ATTRAVERSARE IL DESERTO
Per incontrare Dio
nel profondo del cuore e aprirci alla comunione piena
con lui e con il
prossimo dobbiamo stare “lontano dalle piazze”,
vivere una
spiritualità della solitudine.
Come il popolo di Dio schiavo in Egitto o esiliato a Babilonia, l’orante è
chiamato da Dio non tanto a vivere nel deserto, quanto a marciare attraverso il
deserto verso la Terra promessa, verso la sua piena realizzazione.
Gesù lo invita a entrare nel chiuso e nel segreto della propria camera
lontano dagli angoli delle piazze dove si è visti da tutti. Con questo lo
invita a ripetere l’esperienza del popolo d’Israele che, proprio passando
attraverso un luogo geografico ben preciso, la terra maledetta del deserto, ha
compiuto la sua pasqua di liberazione, ha sperimentato l’amore di Dio che lo
guidava alla salvezza e al Sinai ha accettato di stringere un’alleanza con lui
che lo faceva nascere come popolo e come popolo di Dio.

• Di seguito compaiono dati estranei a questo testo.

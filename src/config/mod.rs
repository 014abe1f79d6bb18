use anyhow::{Context, Result};
use serde::Deserialize;
use serde_yaml::Value;
use std::fs::File;
use std::io::Read;
use std::path::Path;
use std::str::FromStr;

use crate::proxy::AdapterFactoryManager;

mod adapter;
mod error;
pub mod log;
mod protocol;
mod value;

pub use self::error::ConfigurationParserError;
pub use self::protocol::AdapterKind;

/// The configuration file is YAML. Its top level is either the adapter list
/// itself or a mapping holding it under `adapter`:
///
/// ```yaml
/// log:
///   level: info
/// adapter:
///   - id: proxy
///     type: shadowsocks
///     host: ss.example.com
///     port: 8388
///     method: aes-256-cfb
///     password: secret
/// rule: []
/// ```
///
/// Keys other than `adapter` and `log` belong to other components and are
/// left alone.
#[derive(Deserialize, Debug, Default, Clone)]
pub struct Config {
    #[serde(default)]
    adapter: Value,
    #[serde(default)]
    log: log::Log,
}

impl Config {
    fn from_document(doc: Value) -> Result<Config> {
        match doc {
            Value::Sequence(_) => Ok(Config {
                adapter: doc,
                log: Default::default(),
            }),
            Value::Mapping(_) => {
                serde_yaml::from_value(doc).context("invalid configuration document")
            }
            _ => Ok(Config::default()),
        }
    }

    pub fn from_reader<R: Read>(reader: R) -> Result<Config> {
        let doc: Value = serde_yaml::from_reader(reader).context("malformed YAML")?;
        Config::from_document(doc)
    }

    pub fn from_file<P: AsRef<Path>>(path: P) -> Result<Config> {
        let path = path.as_ref();
        let file =
            File::open(path).with_context(|| format!("cannot open {}", path.display()))?;
        Config::from_reader(file).with_context(|| format!("cannot load {}", path.display()))
    }

    /// The raw adapter section, `Null` when the document has none.
    pub fn adapter(&self) -> &Value {
        &self.adapter
    }

    pub fn log(&self) -> &log::Log {
        &self.log
    }

    pub fn build_adapter_factory_manager(
        &self,
    ) -> std::result::Result<AdapterFactoryManager, ConfigurationParserError> {
        AdapterFactoryManager::from_config(&self.adapter)
    }
}

impl FromStr for Config {
    type Err = anyhow::Error;

    fn from_str(s: &str) -> Result<Config> {
        let doc: Value = serde_yaml::from_str(s).context("malformed YAML")?;
        Config::from_document(doc)
    }
}

#[cfg(test)]
mod tests {
    use super::*;
    use crate::config::log::LogLevel;
    use crate::proxy::ProtocolType;
    use std::io::Write;

    #[test]
    fn test_top_level_sequence() {
        let config: Config = "- {id: r, type: reject, delay: 1}".parse().unwrap();
        assert_eq!(config.log().level, LogLevel::Info);
        let m = config.build_adapter_factory_manager().unwrap();
        assert_eq!(m.get("r").unwrap().protocol_type(), ProtocolType::Reject);
    }

    #[test]
    fn test_top_level_mapping() {
        let config: Config = r#"
log:
  level: debug
port: 9090
adapter:
  - id: p
    type: socks5
    host: 127.0.0.1
    port: 1080
rule:
  - type: all
    adapter: p
"#
        .parse()
        .unwrap();
        assert_eq!(config.log().level, LogLevel::Debug);
        let m = config.build_adapter_factory_manager().unwrap();
        assert_eq!(m.len(), 2);
        assert!(m.contains("p"));
    }

    #[test]
    fn test_missing_adapter_section() {
        let config: Config = "rule: []".parse().unwrap();
        assert!(config.adapter().is_null());
        assert_eq!(
            config.build_adapter_factory_manager().unwrap_err(),
            ConfigurationParserError::NoAdapterDefined
        );

        let config: Config = "adapter: {id: p}".parse().unwrap();
        assert_eq!(
            config.build_adapter_factory_manager().unwrap_err(),
            ConfigurationParserError::NoAdapterDefined
        );
    }

    #[test]
    fn test_invalid_documents() {
        assert!("adapter: [\n".parse::<Config>().is_err());
        assert!("log: {level: loud}".parse::<Config>().is_err());
    }

    #[test]
    fn test_from_file() {
        let mut file = tempfile::NamedTempFile::new().unwrap();
        writeln!(file, "adapter:").unwrap();
        writeln!(file, "  - {{id: web, type: http, host: proxy.local, port: 3128}}").unwrap();
        let config = Config::from_file(file.path()).unwrap();
        let m = config.build_adapter_factory_manager().unwrap();
        assert_eq!(m.get("web").unwrap().protocol_type(), ProtocolType::Http);

        let err = Config::from_file("/nonexistent/adapter.yaml").unwrap_err();
        assert!(err.to_string().contains("/nonexistent/adapter.yaml"));
    }
}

Tra i diversi modi in cui è stata espressa nella vita di preghiera
l’esperienza unica e fondamentale del deserto nella Bibbia lungo i secoli,
nella Chiesa, va certamente ricordata l’esperienza che viene indicata col nome
di solitudine.
Assolutamente parlando, per l’uomo la solitudine è un male, è frutto del
peccato che deturpa in lui l’immagine di Dio trino secondo la quale è stato
creato, dalla quale è strutturato nel più profondo del proprio essere e in
forza della quale, pertanto, all’interno di se stesso è chiamato a vivere in
comunione con Dio e con gli altri.
La solitudine gli rivela, allora, il suo essere peccatore, ma diventa,
nello stesso tempo, appello alla conversione e al riscatto.
Questo si realizzerà di fatto solo se egli saprà vivere la sua solitudine
in unione a quella di Cristo che si è addossato la solitudine più squallida,
quella dell’uomo peccatore, «per radunare i figli di Dio dispersi» (Gv 11,52)

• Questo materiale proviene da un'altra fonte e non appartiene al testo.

use crate::config::protocol::{
    parse_direct, parse_http, parse_reject, parse_secure_http, parse_shadowsocks, parse_socks5,
    parse_speed, AdapterKind,
};
use crate::config::value::identifier;
use crate::config::ConfigurationParserError;
use crate::proxy::direct::DirectAdapterFactory;
use crate::proxy::{AdapterFactory, AdapterFactoryManager, ProtocolType};
use log::{debug, info, warn};
use serde_yaml::Value;
use std::collections::HashMap;
use std::sync::Arc;

/// Renders a non-string `type` value the way it was written.
fn render_scalar(v: &Value) -> String {
    match v {
        Value::Number(n) => n.to_string(),
        Value::Bool(b) => b.to_string(),
        Value::Sequence(_) => "a list".to_string(),
        Value::Mapping(_) => "a mapping".to_string(),
        other => serde_yaml::to_string(other)
            .map(|s| s.trim_end().to_owned())
            .unwrap_or_default(),
    }
}

impl AdapterFactoryManager {
    /// Builds the registry from the adapter section of a config document.
    ///
    /// Entries are processed in document order and the first invalid one
    /// aborts the build. `direct` is always registered before any entry, and
    /// an entry reusing an id replaces the earlier factory. A `speed` entry
    /// can only refer to ids registered above it.
    ///
    /// ```yaml
    /// - id: proxy
    ///   type: socks5
    ///   host: 10.0.0.1
    ///   port: 1080
    /// - id: fast
    ///   type: speed
    ///   adapters:
    ///     - id: proxy
    ///       delay: 0
    ///     - id: direct
    ///       delay: 300
    /// ```
    pub fn from_config(adapters: &Value) -> Result<Self, ConfigurationParserError> {
        let mut factories: HashMap<String, Arc<AdapterFactory>> = HashMap::new();
        factories.insert(
            DirectAdapterFactory::ID.to_string(),
            Arc::new(parse_direct()),
        );

        let entries = match adapters {
            Value::Sequence(entries) => entries,
            _ => return Err(ConfigurationParserError::NoAdapterDefined),
        };

        for entry in entries {
            let id = identifier(entry).ok_or(ConfigurationParserError::AdapterIDMissing)?;
            let kind: AdapterKind = match entry.get("type") {
                None | Some(Value::Null) => {
                    return Err(ConfigurationParserError::AdapterTypeMissing)
                }
                Some(Value::String(ty)) => ty.parse()?,
                Some(other) => {
                    return Err(ConfigurationParserError::AdapterTypeUnknown(
                        render_scalar(other),
                    ))
                }
            };

            let factory = match kind {
                AdapterKind::Http => parse_http(entry),
                AdapterKind::SecureHttp => parse_secure_http(entry),
                AdapterKind::Socks5 => parse_socks5(entry),
                AdapterKind::Shadowsocks => parse_shadowsocks(entry),
                AdapterKind::Speed => parse_speed(entry, &factories),
                AdapterKind::Reject => parse_reject(entry),
            }
            .map_err(|e| {
                debug!("adapter {} ({}) is invalid: {}", id, ProtocolType::from(kind), e);
                e
            })?;

            debug!("registered adapter {} as {}", id, factory.protocol_type());
            if let Some(previous) = factories.insert(id.clone(), Arc::new(factory)) {
                warn!(
                    "adapter {} ({}) is replaced by a later entry with the same id",
                    id,
                    previous.protocol_type()
                );
            }
        }

        info!("{} adapter factories registered", factories.len());
        Ok(AdapterFactoryManager::new(factories))
    }
}

#[cfg(test)]
mod tests {
    use super::*;
    use crate::proxy::shadowsocks::StreamObfuscater;
    use serde_yaml::from_str;

    fn build(doc: &str) -> Result<AdapterFactoryManager, ConfigurationParserError> {
        let doc: Value = from_str(doc).unwrap();
        AdapterFactoryManager::from_config(&doc)
    }

    #[test]
    fn test_not_a_sequence() {
        for doc in &["id: p1", "42", "~", "\"adapters\""] {
            assert_eq!(
                build(doc).unwrap_err(),
                ConfigurationParserError::NoAdapterDefined
            );
        }
    }

    #[test]
    fn test_empty_sequence_has_direct() {
        let m = build("[]").unwrap();
        assert_eq!(m.len(), 1);
        assert_eq!(
            m.get("direct").unwrap().protocol_type(),
            ProtocolType::Direct
        );
    }

    #[test]
    fn test_entry_header_errors() {
        assert_eq!(
            build("- type: http\n  host: h\n  port: 80").unwrap_err(),
            ConfigurationParserError::AdapterIDMissing
        );
        assert_eq!(
            build("- id: [a]\n  type: http").unwrap_err(),
            ConfigurationParserError::AdapterIDMissing
        );
        assert_eq!(
            build("- id: p1\n  host: h\n  port: 80").unwrap_err(),
            ConfigurationParserError::AdapterTypeMissing
        );
        assert_eq!(
            build("- id: p1\n  type: bogus").unwrap_err(),
            ConfigurationParserError::AdapterTypeUnknown("bogus".to_string())
        );
        assert_eq!(
            build("- id: p1\n  type: 5").unwrap_err(),
            ConfigurationParserError::AdapterTypeUnknown("5".to_string())
        );
        assert_eq!(
            build("- id: p1\n  type: true").unwrap_err(),
            ConfigurationParserError::AdapterTypeUnknown("true".to_string())
        );
        assert_eq!(
            build("- id: p1\n  type: [http]").unwrap_err().to_string(),
            "unknown adapter type a list"
        );
        assert!(matches!(
            build("- {}").unwrap_err(),
            ConfigurationParserError::AdapterIDMissing
        ));
    }

    #[test]
    fn test_type_is_case_insensitive() {
        for ty in &["HTTP", "Http", "http"] {
            let m = build(&format!("- id: p\n  type: {}\n  host: h\n  port: 80", ty)).unwrap();
            assert_eq!(m.get("p").unwrap().protocol_type(), ProtocolType::Http);
        }
    }

    #[test]
    fn test_socks5_entry() {
        let m = build("- {id: p1, type: socks5, host: 10.0.0.1, port: 1080}").unwrap();
        match m.get("p1").unwrap().as_ref() {
            AdapterFactory::Socks5(f) => {
                assert_eq!(f.host(), "10.0.0.1");
                assert_eq!(f.port(), 1080);
            }
            other => panic!("unexpected factory {:?}", other),
        }
        assert!(m.contains("direct"));
    }

    #[test]
    fn test_integer_id() {
        let m = build("- {id: 7, type: reject, delay: 10}").unwrap();
        assert!(m.contains("7"));
    }

    #[test]
    fn test_http_auth_without_username() {
        let err = build("- {id: s1, type: http, host: h, port: 80, auth: true}").unwrap_err();
        match err {
            ConfigurationParserError::AdapterParsingError(msg) => {
                assert!(msg.contains("username"), "{}", msg)
            }
            other => panic!("unexpected error {:?}", other),
        }
    }

    #[test]
    fn test_user_direct_overrides_builtin() {
        let m = build("- {id: direct, type: reject, delay: 0}").unwrap();
        assert_eq!(m.len(), 1);
        assert_eq!(
            m.get("direct").unwrap().protocol_type(),
            ProtocolType::Reject
        );
    }

    #[test]
    fn test_duplicate_id_last_wins() {
        let m = build(
            "- {id: a, type: reject, delay: 1}\n- {id: a, type: socks5, host: h, port: 1}",
        )
        .unwrap();
        assert_eq!(m.get("a").unwrap().protocol_type(), ProtocolType::Socks5);
    }

    #[test]
    fn test_speed_references() {
        let doc = r#"
- id: p1
  type: socks5
  host: 10.0.0.1
  port: 1080
- id: fast
  type: speed
  adapters:
    - id: p1
      delay: 0
    - id: direct
      delay: 300
"#;
        let m = build(doc).unwrap();
        match m.get("fast").unwrap().as_ref() {
            AdapterFactory::Speed(f) => {
                let members = f.members();
                assert_eq!(members.len(), 2);
                assert!(Arc::ptr_eq(members[0].factory(), m.get("p1").unwrap()));
                assert_eq!(members[0].delay_millis(), 0);
                assert!(Arc::ptr_eq(members[1].factory(), m.get("direct").unwrap()));
                assert_eq!(members[1].delay_millis(), 300);
            }
            other => panic!("unexpected factory {:?}", other),
        }
    }

    #[test]
    fn test_speed_forward_reference_fails() {
        let doc = r#"
- id: fast
  type: speed
  adapters:
    - id: p1
      delay: 0
- id: p1
  type: socks5
  host: 10.0.0.1
  port: 1080
"#;
        assert!(matches!(
            build(doc).unwrap_err(),
            ConfigurationParserError::AdapterParsingError(_)
        ));
    }

    #[test]
    fn test_first_error_aborts() {
        let doc = "- {id: a, type: reject}\n- {id: b, type: bogus}";
        assert_eq!(
            build(doc).unwrap_err(),
            ConfigurationParserError::AdapterParsingError("Delay (delay) is required.".to_string())
        );
    }

    #[test]
    fn test_shadowsocks_ota_variants() {
        let doc = r#"
- {id: a, type: shadowsocks, host: h, port: 8388, method: aes-128-cfb, password: p}
- {id: b, type: shadowsocks, host: h, port: 8388, method: aes-128-cfb, password: p, ota: false}
- {id: c, type: shadowsocks, host: h, port: 8388, method: aes-128-cfb, password: p, ota: true}
"#;
        let m = build(doc).unwrap();
        let obfuscater = |id: &str| match m.get(id).unwrap().as_ref() {
            AdapterFactory::Shadowsocks(f) => f.stream_obfuscater(),
            other => panic!("unexpected factory {:?}", other),
        };
        assert_eq!(obfuscater("a"), StreamObfuscater::Origin);
        assert_eq!(obfuscater("b"), StreamObfuscater::Origin);
        assert_eq!(obfuscater("c"), StreamObfuscater::OnetimeAuth);
    }

    #[test]
    fn test_build_is_repeatable() {
        let doc = r#"
- {id: h, type: shttp, host: h, port: 443, auth: true, username: u, password: p}
- {id: s, type: shadowsocks, host: h, port: 8388, method: chacha20, password: p}
- {id: g, type: speed, adapters: [{id: h, delay: 0}, {id: s, delay: 100}]}
- {id: r, type: reject, delay: 5}
"#;
        let a = build(doc).unwrap();
        let b = build(doc).unwrap();
        let mut ids_a: Vec<_> = a.ids().collect();
        let mut ids_b: Vec<_> = b.ids().collect();
        ids_a.sort_unstable();
        ids_b.sort_unstable();
        assert_eq!(ids_a, ids_b);
        assert_eq!(ids_a, vec!["direct", "g", "h", "r", "s"]);
        for id in ids_a {
            assert_eq!(a.get(id), b.get(id));
        }
    }
}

come il buon pastore che dà la propria vita per le pecore, morendo in piena
solitudine sulla croce e divenendo attraverso di essa sorgente di comunione, di
fecondità e di vita come il grano caduto in terra.
È solo nella luce del mistero pasquale che si scopre come la solitudine
possa paradossalmente diventare causa di comunione e come, pertanto, ancora
oggi e soprattutto oggi, la spiritualità di comunione, tanto raccomandata dal
concilio Vaticano II, possa trovare il suo più autentico fondamento in una
spiritualità di solitudine.
Questa è anche la legge della preghiera personale del singolo fedele: per
incontrare Dio nel più profondo del cuore e, partendo di lì, per aprirsi a un
amore e a una comunione sempre più piena con Dio stesso e con gli altri, è
necessario che l’orante operi una rottura rispetto al ritmo normale della vita,
gli è necessario un apartamiento, cioè un mettersi da parte e distaccarsi da
parenti, da amici, da colleghi di lavoro.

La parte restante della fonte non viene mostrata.